Above my place was a neglected lookout tower with a rusty jungle gym that no kids played on. Only the local grumpy old men with their Onecup Ozeki sake would sit on the benches. A short walk from the abandoned beauty spot, there was a decrepit farm house built in the old style, clay over bamboo on a cedar frame. The plaster was falling away exposing the bamboo ribs of the walls. It looked like a half-eaten carcass to me, the roof a ratty mane of reeds and invading kudzu vines.

Metropolis this week features the phenomenon of ruined places in Japan. The splendour of the bubble economy of the late 80s is faded, the birthrate is falling off, and the rural population is mostly old farm people. That leaves a lot of abandoned, ruined buildings. Sometimes whole communities or recreation areas are forgotten.  Check out Gunkanjima, once a thriving island city, now completely abandoned.

I used to marvel at how Japan's rail system could get you anywhere, or at least within striking distance of where you want to go. I was stunned when I saw the photos of the Okutama Ropeway which is within Tokyo proper. There are places the tracks won't take you.
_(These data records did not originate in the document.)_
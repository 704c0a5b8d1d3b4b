use super::{EvalError, Interpreter};
use crate::value::Value;

impl Interpreter {
    // ========================================
    // Binary arithmetic
    // ========================================

    /// Pop `x y` (y on top) as numbers, after checking both are present
    fn pop_operands(&mut self, op: &str) -> Result<(f64, f64), EvalError> {
        self.require(2, op)?;
        let y = self.pop_number(op)?;
        let x = self.pop_number(op)?;
        Ok((x, y))
    }

    fn nonzero_divisor(op: &str, y: f64) -> Result<(), EvalError> {
        if y == 0.0 {
            return Err(EvalError::DivideByZero(op.to_string()));
        }
        Ok(())
    }

    /// Usage: 3 4 add -> 7
    pub(crate) fn op_add(&mut self) -> Result<(), EvalError> {
        let (x, y) = self.pop_operands("add")?;
        self.stack.push(Value::Real(x + y));
        Ok(())
    }

    /// Usage: 10 4 sub -> 6
    pub(crate) fn op_sub(&mut self) -> Result<(), EvalError> {
        let (x, y) = self.pop_operands("sub")?;
        self.stack.push(Value::Real(x - y));
        Ok(())
    }

    pub(crate) fn op_mul(&mut self) -> Result<(), EvalError> {
        let (x, y) = self.pop_operands("mul")?;
        self.stack.push(Value::Real(x * y));
        Ok(())
    }

    /// Usage: 7 2 div -> 3.5
    pub(crate) fn op_div(&mut self) -> Result<(), EvalError> {
        let (x, y) = self.pop_operands("div")?;
        Self::nonzero_divisor("div", y)?;
        self.stack.push(Value::Real(x / y));
        Ok(())
    }

    /// Integer quotient, truncated toward zero
    /// Usage: 7 2 idiv -> 3, -7 2 idiv -> -3
    pub(crate) fn op_idiv(&mut self) -> Result<(), EvalError> {
        let (x, y) = self.pop_operands("idiv")?;
        Self::nonzero_divisor("idiv", y)?;
        self.stack.push(Value::Int((x / y).trunc() as i64));
        Ok(())
    }

    /// Remainder with the sign of the dividend: x - (x idiv y) * y
    /// Usage: 7 3 mod -> 1, -7 3 mod -> -1
    pub(crate) fn op_mod(&mut self) -> Result<(), EvalError> {
        let (x, y) = self.pop_operands("mod")?;
        Self::nonzero_divisor("mod", y)?;
        let q = (x / y).trunc();
        self.stack.push(Value::Int((x - q * y) as i64));
        Ok(())
    }

    // ========================================
    // Unary arithmetic
    // ========================================

    fn unary(&mut self, op: &str, f: fn(f64) -> f64) -> Result<(), EvalError> {
        self.require(1, op)?;
        let x = self.pop_number(op)?;
        self.stack.push(Value::Real(f(x)));
        Ok(())
    }

    pub(crate) fn op_abs(&mut self) -> Result<(), EvalError> {
        self.unary("abs", f64::abs)
    }

    pub(crate) fn op_neg(&mut self) -> Result<(), EvalError> {
        self.unary("neg", |x| -x)
    }

    /// Usage: 16 sqrt -> 4
    pub(crate) fn op_sqrt(&mut self) -> Result<(), EvalError> {
        self.require(1, "sqrt")?;
        let x = self.pop_number("sqrt")?;
        if x < 0.0 {
            return Err(EvalError::RangeCheck {
                op: "sqrt".into(),
                detail: format!("negative operand {}", x),
            });
        }
        self.stack.push(Value::Real(x.sqrt()));
        Ok(())
    }

    /// Usage: 3.2 ceiling -> 4
    pub(crate) fn op_ceiling(&mut self) -> Result<(), EvalError> {
        self.unary("ceiling", f64::ceil)
    }

    /// Usage: 3.8 floor -> 3
    pub(crate) fn op_floor(&mut self) -> Result<(), EvalError> {
        self.unary("floor", f64::floor)
    }

    /// Halves round away from zero
    /// Usage: 3.5 round -> 4
    pub(crate) fn op_round(&mut self) -> Result<(), EvalError> {
        self.unary("round", f64::round)
    }
}
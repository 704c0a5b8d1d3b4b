use super::{EvalError, Interpreter};
use crate::value::Value;
use std::cmp::Ordering;

impl Interpreter {
    // ========================================
    // Comparison
    // ========================================

    fn pop_pair(&mut self, op: &str) -> Result<(Value, Value), EvalError> {
        self.require(2, op)?;
        let y = self.pop_any(op)?;
        let x = self.pop_any(op)?;
        Ok((x, y))
    }

    /// Order two values: numerically, else as strings
    fn ordering(op: &str, x: &Value, y: &Value) -> Result<Ordering, EvalError> {
        let ord = match (x.as_number(), y.as_number()) {
            (Some(a), Some(b)) => a.partial_cmp(&b),
            _ => match (x, y) {
                (Value::Str(a), Value::Str(b)) => Some(a.cmp(b)),
                _ => None,
            },
        };
        // NaN operands are unordered
        ord.ok_or_else(|| EvalError::TypeMismatch(op.to_string()))
    }

    /// Equality: numbers compare by value across int/real, strings and
    /// names by text, dictionaries and procedures by identity
    fn equal(op: &str, x: &Value, y: &Value) -> Result<bool, EvalError> {
        if let (Some(a), Some(b)) = (x.as_number(), y.as_number()) {
            return Ok(a == b);
        }
        match (x, y) {
            (Value::Str(a) | Value::Name(a), Value::Str(b) | Value::Name(b)) => Ok(a == b),
            (Value::Bool(a), Value::Bool(b)) => Ok(a == b),
            (Value::Dict(a), Value::Dict(b)) => Ok(a.ptr_eq(b)),
            (Value::Proc(a), Value::Proc(b)) => Ok(a == b),
            _ => Err(EvalError::TypeMismatch(op.to_string())),
        }
    }

    fn compare(&mut self, op: &str, test: fn(Ordering) -> bool) -> Result<(), EvalError> {
        let (x, y) = self.pop_pair(op)?;
        let ord = Self::ordering(op, &x, &y)?;
        self.stack.push(Value::Bool(test(ord)));
        Ok(())
    }

    pub(crate) fn op_eq(&mut self) -> Result<(), EvalError> {
        let (x, y) = self.pop_pair("eq")?;
        let result = Self::equal("eq", &x, &y)?;
        self.stack.push(Value::Bool(result));
        Ok(())
    }

    pub(crate) fn op_ne(&mut self) -> Result<(), EvalError> {
        let (x, y) = self.pop_pair("ne")?;
        let result = Self::equal("ne", &x, &y)?;
        self.stack.push(Value::Bool(!result));
        Ok(())
    }

    /// Usage: 5 3 gt -> true, (b) (a) gt -> true
    pub(crate) fn op_gt(&mut self) -> Result<(), EvalError> {
        self.compare("gt", Ordering::is_gt)
    }

    pub(crate) fn op_ge(&mut self) -> Result<(), EvalError> {
        self.compare("ge", Ordering::is_ge)
    }

    pub(crate) fn op_lt(&mut self) -> Result<(), EvalError> {
        self.compare("lt", Ordering::is_lt)
    }

    pub(crate) fn op_le(&mut self) -> Result<(), EvalError> {
        self.compare("le", Ordering::is_le)
    }

    // ========================================
    // Boolean
    // ========================================

    pub(crate) fn op_and(&mut self) -> Result<(), EvalError> {
        self.require(2, "and")?;
        let y = self.pop_bool("and")?;
        let x = self.pop_bool("and")?;
        self.stack.push(Value::Bool(x && y));
        Ok(())
    }

    pub(crate) fn op_or(&mut self) -> Result<(), EvalError> {
        self.require(2, "or")?;
        let y = self.pop_bool("or")?;
        let x = self.pop_bool("or")?;
        self.stack.push(Value::Bool(x || y));
        Ok(())
    }

    pub(crate) fn op_not(&mut self) -> Result<(), EvalError> {
        self.require(1, "not")?;
        let x = self.pop_bool("not")?;
        self.stack.push(Value::Bool(!x));
        Ok(())
    }

    pub(crate) fn op_true(&mut self) -> Result<(), EvalError> {
        self.stack.push(Value::Bool(true));
        Ok(())
    }

    pub(crate) fn op_false(&mut self) -> Result<(), EvalError> {
        self.stack.push(Value::Bool(false));
        Ok(())
    }
}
Nova's ugly business practice brought to light

I just tell it like I see it. Here's the latest on Nova.

The Independent out of Britain reports on the plight of ex-pat English teachers stranded by collapse of Japan's Nova schools. The Nambu Foreign Worker's Caucus is soliciting donations for a relief fund for Nova teachers and a "Lessons for food" campaign. Former company president Sahashi is being questioned by the ministries regarding failure to pay staff. The Japan Times in an opinion piece describes how Nova failed due to recklessness on the part of the executives.

If you look at the books, it appears that Nova was sinking all that money from student fees into real estate investments rather than back into the company, human resources and overhead. Some analysts are pointing to the huge advertising costs Nova incurred for it's television ad campaign as a budget killer. Meanwhile, research companies show that the conversation school market became saturated and actually declined since the early part of the decade.

What it all boils down to is that Nova was run badly in a saturated market and failed. It's a shame so many students, teachers and support staff are being hurt by the fallout.

I'm seeing the fallout in my daily life, too. Nova's Kashiwa branch looked deserted this week, my business English student who I tutor on Sunday says his conversation tutor, a Nova worker, went home last week, and the company I work for is innundated by email from former Nova workers looking for full time jobs.

Hope for change in Japanese schools

Friday, when I walked into the school which I will now refer to as JHS, the teachers in charge threw yet another curve ball in the form of Change of Plan. I've been teaching this Friday one-lesson gig off and on since April, and initially I was asked to teach TOEIC Bridge Test preparation. Secretly I grumbled but went along with this out of loyalty to my company which placed me there and the offer of a look-see inside another institution.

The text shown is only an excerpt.